Data listing
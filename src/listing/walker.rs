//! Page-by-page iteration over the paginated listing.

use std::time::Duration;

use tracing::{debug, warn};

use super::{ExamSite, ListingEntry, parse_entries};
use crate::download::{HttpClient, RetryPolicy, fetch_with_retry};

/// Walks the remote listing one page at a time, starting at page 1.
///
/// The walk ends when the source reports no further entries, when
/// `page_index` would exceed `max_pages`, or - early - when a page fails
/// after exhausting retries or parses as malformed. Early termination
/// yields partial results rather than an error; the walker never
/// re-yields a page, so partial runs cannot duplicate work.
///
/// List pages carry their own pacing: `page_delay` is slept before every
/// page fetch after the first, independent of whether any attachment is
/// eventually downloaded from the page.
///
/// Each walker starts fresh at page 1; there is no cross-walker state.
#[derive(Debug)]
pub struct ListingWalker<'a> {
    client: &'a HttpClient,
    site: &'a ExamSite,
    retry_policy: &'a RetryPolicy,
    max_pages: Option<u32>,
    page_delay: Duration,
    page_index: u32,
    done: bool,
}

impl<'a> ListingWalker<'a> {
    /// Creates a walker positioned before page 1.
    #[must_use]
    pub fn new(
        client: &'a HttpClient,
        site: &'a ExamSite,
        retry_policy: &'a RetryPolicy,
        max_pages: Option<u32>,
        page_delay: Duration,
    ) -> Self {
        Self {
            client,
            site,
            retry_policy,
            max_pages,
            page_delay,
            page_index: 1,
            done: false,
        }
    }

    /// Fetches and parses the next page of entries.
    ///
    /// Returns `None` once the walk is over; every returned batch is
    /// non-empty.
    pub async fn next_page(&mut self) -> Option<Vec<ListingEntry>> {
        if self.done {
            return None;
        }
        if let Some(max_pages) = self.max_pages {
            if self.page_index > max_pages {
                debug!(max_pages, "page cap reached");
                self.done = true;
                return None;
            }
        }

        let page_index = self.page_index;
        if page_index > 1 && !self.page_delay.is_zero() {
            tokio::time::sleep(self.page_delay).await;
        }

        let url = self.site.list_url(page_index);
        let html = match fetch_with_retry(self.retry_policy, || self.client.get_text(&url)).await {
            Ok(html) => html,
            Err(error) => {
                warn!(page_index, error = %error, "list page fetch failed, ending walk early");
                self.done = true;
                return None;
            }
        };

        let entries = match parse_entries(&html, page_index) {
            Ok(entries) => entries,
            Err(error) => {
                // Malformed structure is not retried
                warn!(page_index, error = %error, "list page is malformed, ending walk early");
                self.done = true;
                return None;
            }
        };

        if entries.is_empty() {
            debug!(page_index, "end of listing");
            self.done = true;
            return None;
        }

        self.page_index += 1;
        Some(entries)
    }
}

Work instruction
Reproduce the entries exactly. Every word has to stay the same.

Expected answer
filename src/listing/walker.rs
//! Page-by-page iteration over the paginated listing.

use std::time::Duration;

use tracing::{debug, warn};

use super::{ExamSite, ListingEntry, parse_entries};
use crate::download::{HttpClient, RetryPolicy, fetch_with_retry};

/// Walks the remote listing one page at a time, starting at page 1.
///
/// The walk ends when the source reports no further entries, when
/// `page_index` would exceed `max_pages`, or - early - when a page fails
/// after exhausting retries or parses as malformed. Early termination
/// yields partial results rather than an error; the walker never
/// re-yields a page, so partial runs cannot duplicate work.
///
/// List pages carry their own pacing: `page_delay` is slept before every
/// page fetch after the first, independent of whether any attachment is
/// eventually downloaded from the page.
///
/// Each walker starts fresh at page 1; there is no cross-walker state.
#[derive(Debug)]
pub struct ListingWalker<'a> {
    client: &'a HttpClient,
    site: &'a ExamSite,
    retry_policy: &'a RetryPolicy,
    max_pages: Option<u32>,
    page_delay: Duration,
    page_index: u32,
    done: bool,
}

impl<'a> ListingWalker<'a> {
    /// Creates a walker positioned before page 1.
    #[must_use]
    pub fn new(
        client: &'a HttpClient,
        site: &'a ExamSite,
        retry_policy: &'a RetryPolicy,
        max_pages: Option<u32>,
        page_delay: Duration,
    ) -> Self {
        Self {
            client,
            site,
            retry_policy,
            max_pages,
            page_delay,
            page_index: 1,
            done: false,
        }
    }

    /// Fetches and parses the next page of entries.
    ///
    /// Returns `None` once the walk is over; every returned batch is
    /// non-empty.
    pub async fn next_page(&mut self) -> Option<Vec<ListingEntry>> {
        if self.done {
            return None;
        }
        if let Some(max_pages) = self.max_pages {
            if self.page_index > max_pages {
                debug!(max_pages, "page cap reached");
                self.done = true;
                return None;
            }
        }

        let page_index = self.page_index;
        if page_index > 1 && !self.page_delay.is_zero() {
            tokio::time::sleep(self.page_delay).await;
        }

        let url = self.site.list_url(page_index);
        let html = match fetch_with_retry(self.retry_policy, || self.client.get_text(&url)).await {
            Ok(html) => html,
            Err(error) => {
                warn!(page_index, error = %error, "list page fetch failed, ending walk early");
                self.done = true;
                return None;
            }
        };

        let entries = match parse_entries(&html, page_index) {
            Ok(entries) => entries,
            Err(error) => {
                // Malformed structure is not retried
                warn!(page_index, error = %error, "list page is malformed, ending walk early");
                self.done = true;
                return None;
            }
        };

        if entries.is_empty() {
            debug!(page_index, "end of listing");
            self.done = true;
            return None;
        }

        self.page_index += 1;
        Some(entries)
    }
}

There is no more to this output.